Consider: Of all the people behind bars in the United States, roughly one in 10 is in jail in Los Angeles County. That's 23,500 people--more than are in jail in 45 of the 50 states.
Jail overcrowding is so egregious that in June a federal court ordered Sheriff Sherman Block to do something. The sheriff, responsible for housing both city and county prisoners--roughly all those awaiting trial and those tried and sentenced to a year or less in jail--responded by announcing the release of 1,200 prisoners: all those being held for trial on bail of $2,500 or less.
Clearly, the system isn't working--at any level. Crime is not abating. And the cost is about to bury us. In the '70s, running the Los Angeles County criminal justice system used up 30% of the county budget. Today the cost is 50%--and still rising. The cost of building jail beds runs between $40,000 and $100,000, depending on the level of security required, and it doubles every two years.
We are now spending $650 million to increase county jail beds from the current 13,000 to 19,000. But by the time these facilities are completed in 1992, the jail population, based on current trends, will be 34,000--a worse situation than now.
What can be done?
-- Speed up the court system. New York City has about the same population as Los Angeles County, but averages only about 14,000 jail inmates. The difference is a round-the-clock court system that processes people much faster than ours. About 250,000 people go through the Los Angeles County criminal justice system annually. More than half of those in jail are awaiting trial. Speeding up the system by 5% to 10%--getting detainees processed quicker with night courts, perhaps with judges working two shifts--would all but solve overcrowding.
--Broaden the work release program.
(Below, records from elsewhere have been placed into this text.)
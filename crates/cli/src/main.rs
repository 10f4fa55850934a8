//! Bindery CLI - database migrations and data repair tools.
//!
//! # Usage
//!
//! ```bash
//! # Run database migrations
//! bindery-cli migrate
//!
//! # Repair malformed stored book URLs
//! bindery-cli repair book-urls
//! bindery-cli repair book-urls --dry-run
//! ```
//!
//! # Commands
//!
//! - `migrate` - Run database migrations
//! - `repair book-urls` - Normalize stored content/cover URLs

#![cfg_attr(not(test), forbid(unsafe_code))]

use clap::{Parser, Subcommand};

mod commands;

#[derive(Parser)]
#[command(name = "bindery-cli")]
#[command(author, version, about = "Bindery CLI tools")]
struct Cli {
    #[command(subcommand)]
    command: Commands,
}

#[derive(Subcommand)]
enum Commands {
    /// Run database migrations
    Migrate,
    /// Data repair tools
    Repair {
        #[command(subcommand)]
        target: RepairTarget,
    },
}

#[derive(Subcommand)]
enum RepairTarget {
    /// Normalize stored book URLs: strip stray `.pdf` suffixes from content
    /// URLs and replace sentinel placeholder cover URLs
    BookUrls {
        /// Report what would change without writing
        #[arg(long)]
        dry_run: bool,

        /// Cover URL written over placeholder sentinels
        #[arg(long)]
        default_cover: Option<String>,
    },
}

#[tokio::main]
async fn main() {
    tracing_subscriber::fmt::init();

    let cli = Cli::parse();

    let result: Result<(), Box<dyn std::error::Error>> = run(cli).await;

    if let Err(e) = result {
        tracing::error!("Command failed: {e}");
        std::process::exit(1);
    }
}

async fn run(cli: Cli) -> Result<(), Box<dyn std::error::Error>> {
    match cli.command {
        Commands::Migrate => commands::migrate::run().await?,
        Commands::Repair { target } => match target {
            RepairTarget::BookUrls {
                dry_run,
                default_cover,
            } => {
                commands::repair::book_urls(dry_run, default_cover.as_deref()).await?;
            }
        },
    }
    Ok(())
}
//! Bindery core types.
//!
//! Shared domain types used by the server and CLI crates: type-safe entity
//! IDs, a validated [`Email`] / [`Username`] pair, and the [`Price`] type
//! used for catalog and checkout amounts.

#![cfg_attr(not(test), forbid(unsafe_code))]

pub mod types;

pub use types::email::{Email, EmailError};
pub use types::id::{BookId, DeckId, EventId, MessageId, PurchaseId, UserId};
pub use types::price::Price;
pub use types::username::{Username, UsernameError};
About 1,000 county prisoners live at home, report for county work at 6 a.m. daily. They pick up trash and pull weeds alongside freeways, collect litter on the beaches and clean up the grounds in public parks. Judges could help decrease the jail population by ordering more nonviolent prisoners into such work. Why should taxpayers foot the bill for housing and feeding while prisoners idly pass the days watching TV?
--Let more people out without bail. Block said none of the released prisoners were a threat to public safety, which poses the question of why such people should be jailed in the first place? Other states and cities have been quite successful in releasing pretrial prisoners on their promise to appear in court.
The Los Angeles County OR (own-recognizance) program, now so hopelessly bogged down and behind as to be virtually useless, should be speeded up and made available to more poor people.
--Expand diversion programs. If more judges would give more first-time drug offenders, family squabblers and drunks the alternative of taking education classes to curb their bad habits, in return for having charges dropped, a huge burden on the entire criminal-justice system would be eased.
--Demand restitution. In other states, instead of imposing punishment, judges are sentencing people to get jobs and pay back their victims for such things as bad checks, theft and hit-and-run, rather than have the villains fed and housed and guarded at taxpayer expense--a system in which we pay for their crimes.
--Restore "chain gangs." In former days, prisoner work gangs--"chain gangs" or "road gangs"--were a common sight along America's highways, in parks and other public areas, cutting ditch banks, filling potholes and washes, breaking up rocks ("making little ones out of big ones") and performing other heavy physical chores.
They were quartered in simple wooden barracks-style buildings on "county farms," where they raised their own food, grew their own livestock and worked long days doing something useful to pay back society for their misdeeds.
This system was finally discarded in a wave of post-World War II liberal reform as inhumane; but was "busting rocks" more inhumane than penning up three people in a space built for one, to spend their days in sullen idleness? With buildings and roads falling apart, a sewer system needing to be rebuilt--the whole "infrastructure" collapsing around our ears, what's wrong with making prisoners serve out sentences by the sweat of their brows, doing public good?
Yes, such changes mean making a bold turn away from our current, vengeful "lock 'em up and throw away the key" attitude toward lawbreakers. It means having judges--currently fearful of being perceived as "soft" on crime--willing to sentence first-time drug offenders, bad-check writers, parking-ticket scofflaws, prostitutes, pimps, family feuders and others who pose no violent threat, to something other than jail time.
It comes down to a dollars-and-cents issue. We simply can't afford to keep building jails and prisons as a solution to the crime problem. And it's not doing any good, anyway.